* [Exercise] Please make an exact transcription of all the data that follows.

* [Input material]
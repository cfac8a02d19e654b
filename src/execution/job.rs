//! Job model: request, in-flight job, and outcome.

use std::path::Path;
use std::sync::Arc;
use std::time::Duration;

use chrono::{DateTime, Utc};
use serde::Serialize;
use tracing::debug;
use uuid::Uuid;

use crate::execution::container::JobPhase;
use crate::execution::engine::SandboxSpec;
use crate::execution::resources::ExecutionLimits;
use crate::languages::LanguageSpec;

/// Working directory inside every sandbox; the workspace is mounted here.
pub const SANDBOX_WORKDIR: &str = "/code";

/// Prefix of sandbox instance names.
const SANDBOX_NAME_PREFIX: &str = "code-runner-";

/// One request to compile and run a code snippet.
#[derive(Debug, Clone, PartialEq, Eq)]
pub struct ExecutionRequest {
    pub language: String,
    pub code: String,
    pub input: Option<String>,
}

impl ExecutionRequest {
    pub fn new(language: impl Into<String>, code: impl Into<String>) -> Self {
        Self {
            language: language.into(),
            code: code.into(),
            input: None,
        }
    }

    /// Sets the text fed to the program's standard input.
    pub fn with_input(mut self, input: impl Into<String>) -> Self {
        self.input = Some(input.into());
        self
    }
}

/// Result of a job that ran to termination.
///
/// A non-zero `exit_code` is still an outcome; whether it counts as a
/// failure is decided by the caller.
#[derive(Debug, Clone, Serialize)]
pub struct ExecutionOutcome {
    pub job_id: Uuid,
    pub language: String,
    pub stdout: String,
    pub stderr: String,
    pub exit_code: i64,
    #[serde(serialize_with = "serialize_millis")]
    pub duration: Duration,
    /// Output was cut at the configured size limit.
    pub truncated: bool,
}

impl ExecutionOutcome {
    pub fn succeeded(&self) -> bool {
        self.exit_code == 0
    }
}

fn serialize_millis<S: serde::Serializer>(d: &Duration, s: S) -> Result<S::Ok, S::Error> {
    s.serialize_u64(d.as_millis() as u64)
}

/// An in-flight job.
#[derive(Debug)]
pub struct Job {
    pub id: Uuid,
    pub language: Arc<LanguageSpec>,
    phase: JobPhase,
    created_at: DateTime<Utc>,
}

impl Job {
    pub fn new(language: Arc<LanguageSpec>) -> Self {
        Self {
            id: Uuid::new_v4(),
            language,
            phase: JobPhase::Created,
            created_at: Utc::now(),
        }
    }

    pub fn phase(&self) -> JobPhase {
        self.phase
    }

    pub fn created_at(&self) -> DateTime<Utc> {
        self.created_at
    }

    /// Moves the job to `phase`.
    pub fn advance(&mut self, phase: JobPhase) {
        debug!(job_id = %self.id, from = %self.phase, to = %phase, "Job phase");
        self.phase = phase;
    }

    /// Engine-side name of this job's sandbox.
    pub fn sandbox_name(&self) -> String {
        format!("{}{}", SANDBOX_NAME_PREFIX, self.id)
    }

    /// Sandbox definition: the language image running the composed command
    /// in the bind-mounted workspace.
    pub fn sandbox_spec(
        &self,
        workspace_host_path: &Path,
        limits: &ExecutionLimits,
        network_mode: Option<&str>,
    ) -> SandboxSpec {
        SandboxSpec {
            name: self.sandbox_name(),
            image: self.language.image.clone(),
            cmd: vec![
                "sh".to_string(),
                "-c".to_string(),
                self.language.command_line(),
            ],
            working_dir: SANDBOX_WORKDIR.to_string(),
            binds: vec![format!(
                "{}:{}:rw",
                workspace_host_path.display(),
                SANDBOX_WORKDIR
            )],
            limits: limits.clone(),
            network_mode: network_mode.map(str::to_string),
        }
    }
}
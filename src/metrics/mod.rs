//! Prometheus metrics for execution monitoring.
//!
//! # Example
//!
//! ```ignore
//! use code_runner::metrics::{init_metrics, export_metrics, MetricsCollector};
//!
//! init_metrics().expect("Failed to initialize metrics");
//! MetricsCollector::new().record_execution("python", "success", 0.8);
//! let metrics_text = export_metrics();
//! ```

pub mod collectors;
pub mod prometheus;

pub use collectors::MetricsCollector;
pub use prometheus::{export_metrics, init_metrics, metrics_handler};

* [Problem solution]
repository cfac8a02d19e654b
filename src/execution/job.rs
//! Job model: request, in-flight job, and outcome.

use std::path::Path;
use std::sync::Arc;
use std::time::Duration;

use chrono::{DateTime, Utc};
use serde::Serialize;
use tracing::debug;
use uuid::Uuid;

use crate::execution::container::JobPhase;
use crate::execution::engine::SandboxSpec;
use crate::execution::resources::ExecutionLimits;
use crate::languages::LanguageSpec;

/// Working directory inside every sandbox; the workspace is mounted here.
pub const SANDBOX_WORKDIR: &str = "/code";

/// Prefix of sandbox instance names.
const SANDBOX_NAME_PREFIX: &str = "code-runner-";

/// One request to compile and run a code snippet.
#[derive(Debug, Clone, PartialEq, Eq)]
pub struct ExecutionRequest {
    pub language: String,
    pub code: String,
    pub input: Option<String>,
}

impl ExecutionRequest {
    pub fn new(language: impl Into<String>, code: impl Into<String>) -> Self {
        Self {
            language: language.into(),
            code: code.into(),
            input: None,
        }
    }

    /// Sets the text fed to the program's standard input.
    pub fn with_input(mut self, input: impl Into<String>) -> Self {
        self.input = Some(input.into());
        self
    }
}

/// Result of a job that ran to termination.
///
/// A non-zero `exit_code` is still an outcome; whether it counts as a
/// failure is decided by the caller.
#[derive(Debug, Clone, Serialize)]
pub struct ExecutionOutcome {
    pub job_id: Uuid,
    pub language: String,
    pub stdout: String,
    pub stderr: String,
    pub exit_code: i64,
    #[serde(serialize_with = "serialize_millis")]
    pub duration: Duration,
    /// Output was cut at the configured size limit.
    pub truncated: bool,
}

impl ExecutionOutcome {
    pub fn succeeded(&self) -> bool {
        self.exit_code == 0
    }
}

fn serialize_millis<S: serde::Serializer>(d: &Duration, s: S) -> Result<S::Ok, S::Error> {
    s.serialize_u64(d.as_millis() as u64)
}

/// An in-flight job.
#[derive(Debug)]
pub struct Job {
    pub id: Uuid,
    pub language: Arc<LanguageSpec>,
    phase: JobPhase,
    created_at: DateTime<Utc>,
}

impl Job {
    pub fn new(language: Arc<LanguageSpec>) -> Self {
        Self {
            id: Uuid::new_v4(),
            language,
            phase: JobPhase::Created,
            created_at: Utc::now(),
        }
    }

    pub fn phase(&self) -> JobPhase {
        self.phase
    }

    pub fn created_at(&self) -> DateTime<Utc> {
        self.created_at
    }

    /// Moves the job to `phase`.
    pub fn advance(&mut self, phase: JobPhase) {
        debug!(job_id = %self.id, from = %self.phase, to = %phase, "Job phase");
        self.phase = phase;
    }

    /// Engine-side name of this job's sandbox.
    pub fn sandbox_name(&self) -> String {
        format!("{}{}", SANDBOX_NAME_PREFIX, self.id)
    }

    /// Sandbox definition: the language image running the composed command
    /// in the bind-mounted workspace.
    pub fn sandbox_spec(
        &self,
        workspace_host_path: &Path,
        limits: &ExecutionLimits,
        network_mode: Option<&str>,
    ) -> SandboxSpec {
        SandboxSpec {
            name: self.sandbox_name(),
            image: self.language.image.clone(),
            cmd: vec![
                "sh".to_string(),
                "-c".to_string(),
                self.language.command_line(),
            ],
            working_dir: SANDBOX_WORKDIR.to_string(),
            binds: vec![format!(
                "{}:{}:rw",
                workspace_host_path.display(),
                SANDBOX_WORKDIR
            )],
            limits: limits.clone(),
            network_mode: network_mode.map(str::to_string),
        }
    }
}
filename src/metrics/mod.rs
//! Prometheus metrics for execution monitoring.
//!
//! # Example
//!
//! ```ignore
//! use code_runner::metrics::{init_metrics, export_metrics, MetricsCollector};
//!
//! init_metrics().expect("Failed to initialize metrics");
//! MetricsCollector::new().record_execution("python", "success", 0.8);
//! let metrics_text = export_metrics();
//! ```

pub mod collectors;
pub mod prometheus;

pub use collectors::MetricsCollector;
pub use prometheus::{export_metrics, init_metrics, metrics_handler};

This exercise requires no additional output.